§ **What is needed**: Below are records; reproduce exactly the lines from the first through the one containing "use async_trait::async_trait;".

§ **Records provided**:
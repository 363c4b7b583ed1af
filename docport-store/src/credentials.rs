//! Service-account credentials and OAuth2 access tokens.
//!
//! A Google service-account key file is exchanged for a short-lived access
//! token using the JWT bearer grant:
//!
//! 1. Sign an RS256 JWT with the key's private key (`iss` = client email,
//!    `aud` = token URI, `scope` = datastore).
//! 2. POST it to the token URI as `assertion`.
//! 3. Cache the returned token until shortly before it expires.

use async_trait::async_trait;
use chrono::{DateTime, Duration, Utc};
use jsonwebtoken::{encode, Algorithm, EncodingKey, Header};
use reqwest::Client;
use serde::{Deserialize, Serialize};
use std::fmt;
use std::path::Path;
use tokio::sync::Mutex;
use tracing::{debug, info};

use crate::error::{Result, StoreError};

/// OAuth2 scope granting Firestore access.
pub const DATASTORE_SCOPE: &str = "https://www.googleapis.com/auth/datastore";

const JWT_BEARER_GRANT: &str = "urn:ietf:params:oauth:grant-type:jwt-bearer";
const TOKEN_LIFETIME_SECS: i64 = 3600;
// Refresh this long before the server-side expiry.
const REFRESH_MARGIN_SECS: i64 = 60;

fn default_token_uri() -> String {
    "https://oauth2.googleapis.com/token".to_string()
}

/// Contents of a service-account key file.
#[derive(Clone, Deserialize)]
pub struct ServiceAccountKey {
    #[serde(rename = "type")]
    pub key_type: String,
    pub project_id: String,
    #[serde(default)]
    pub private_key_id: String,
    pub private_key: String,
    pub client_email: String,
    #[serde(default = "default_token_uri")]
    pub token_uri: String,
}

impl fmt::Debug for ServiceAccountKey {
    fn fmt(&self, f: &mut fmt::Formatter<'_>) -> fmt::Result {
        f.debug_struct("ServiceAccountKey")
            .field("project_id", &self.project_id)
            .field("client_email", &self.client_email)
            .field("private_key_id", &self.private_key_id)
            .field("private_key", &"<redacted>")
            .finish()
    }
}

impl ServiceAccountKey {
    /// Load and validate a key file.
    pub fn from_file(path: impl AsRef<Path>) -> Result<Self> {
        let path = path.as_ref();
        let content = std::fs::read_to_string(path).map_err(|e| {
            StoreError::Credentials(format!("cannot read {}: {}", path.display(), e))
        })?;
        Self::from_json(&content)
            .map_err(|e| StoreError::Credentials(format!("{}: {}", path.display(), e)))
    }

    /// Parse and validate key JSON.
    pub fn from_json(json: &str) -> Result<Self> {
        let key: ServiceAccountKey = serde_json::from_str(json)
            .map_err(|e| StoreError::Credentials(format!("invalid key file: {}", e)))?;

        if key.key_type != "service_account" {
            return Err(StoreError::Credentials(format!(
                "expected type 'service_account', found '{}'",
                key.key_type
            )));
        }
        if key.project_id.is_empty() || key.client_email.is_empty() {
            return Err(StoreError::Credentials(
                "project_id and client_email must be set".to_string(),
            ));
        }
        Ok(key)
    }
}

/// Source of bearer tokens for store requests.
#[async_trait]
pub trait TokenProvider: Send + Sync {
    /// A currently valid access token.
    async fn token(&self) -> Result<String>;
}

/// Fixed token. The Firestore emulator accepts `owner` for full access.
#[derive(Debug, Clone)]
pub struct StaticToken(pub String);

impl StaticToken {
    pub fn emulator() -> Self {
        Self("owner".to_string())
    }
}

#[async_trait]
impl TokenProvider for StaticToken {
    async fn token(&self) -> Result<String> {
        Ok(self.0.clone())
    }
}

#[derive(Serialize)]
struct Claims<'a> {
    iss: &'a str,
    scope: &'a str,
    aud: &'a str,
    iat: i64,
    exp: i64,
}

#[derive(Deserialize)]
struct TokenResponse {
    access_token: String,
    #[serde(default = "default_expires_in")]
    expires_in: i64,
}

fn default_expires_in() -> i64 {
    TOKEN_LIFETIME_SECS
}

struct CachedToken {
    token: String,
    expires_at: DateTime<Utc>,
}

/// Exchanges a service-account key for access tokens.
pub struct ServiceAccountTokenSource {
    client: Client,
    key: ServiceAccountKey,
    encoding_key: EncodingKey,
    cached: Mutex<Option<CachedToken>>,
}

impl ServiceAccountTokenSource {
    /// Create a token source. Fails if the private key is not a valid RSA PEM.
    pub fn new(client: Client, key: ServiceAccountKey) -> Result<Self> {
        let encoding_key = EncodingKey::from_rsa_pem(key.private_key.as_bytes())
            .map_err(|e| StoreError::Credentials(format!("invalid private key: {}", e)))?;
        Ok(Self {
            client,
            key,
            encoding_key,
            cached: Mutex::new(None),
        })
    }

    pub fn key(&self) -> &ServiceAccountKey {
        &self.key
    }

    /// Build the signed JWT assertion for the token exchange.
    pub fn assertion(&self, now: DateTime<Utc>) -> Result<String> {
        let mut header = Header::new(Algorithm::RS256);
        if !self.key.private_key_id.is_empty() {
            header.kid = Some(self.key.private_key_id.clone());
        }

        let claims = Claims {
            iss: &self.key.client_email,
            scope: DATASTORE_SCOPE,
            aud: &self.key.token_uri,
            iat: now.timestamp(),
            exp: now.timestamp() + TOKEN_LIFETIME_SECS,
        };

        Ok(encode(&header, &claims, &self.encoding_key)?)
    }

    async fn fetch(&self) -> Result<CachedToken> {
        let now = Utc::now();
        let assertion = self.assertion(now)?;

        debug!("Requesting access token from {}", self.key.token_uri);
        let response = self
            .client
            .post(&self.key.token_uri)
            .form(&[("grant_type", JWT_BEARER_GRANT), ("assertion", assertion.as_str())])
            .send()
            .await?;

        if !response.status().is_success() {
            let status = response.status();
            let body = response.text().await.unwrap_or_default();
            return Err(StoreError::Credentials(format!(
                "token exchange failed ({}): {}",
                status, body
            )));
        }

        let token: TokenResponse = response.json().await?;
        info!(
            "Authenticated as {} (token valid {}s)",
            self.key.client_email, token.expires_in
        );

        Ok(CachedToken {
            token: token.access_token,
            expires_at: now + Duration::seconds(token.expires_in),
        })
    }
}

#[async_trait]
impl TokenProvider for ServiceAccountTokenSource {
    async fn token(&self) -> Result<String> {
        let mut cached = self.cached.lock().await;

        if let Some(current) = cached.as_ref() {
            if current.expires_at - Duration::seconds(REFRESH_MARGIN_SECS) > Utc::now() {
                return Ok(current.token.clone());
            }
        }

        let fresh = self.fetch().await?;
        let token = fresh.token.clone();
        *cached = Some(fresh);
        Ok(token)
    }
}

§ **Exercise result**:
repository 363c4b7b583ed1af
filename docport-store/src/credentials.rs
//! Service-account credentials and OAuth2 access tokens.
//!
//! A Google service-account key file is exchanged for a short-lived access
//! token using the JWT bearer grant:
//!
//! 1. Sign an RS256 JWT with the key's private key (`iss` = client email,
//!    `aud` = token URI, `scope` = datastore).
//! 2. POST it to the token URI as `assertion`.
//! 3. Cache the returned token until shortly before it expires.

use async_trait::async_trait;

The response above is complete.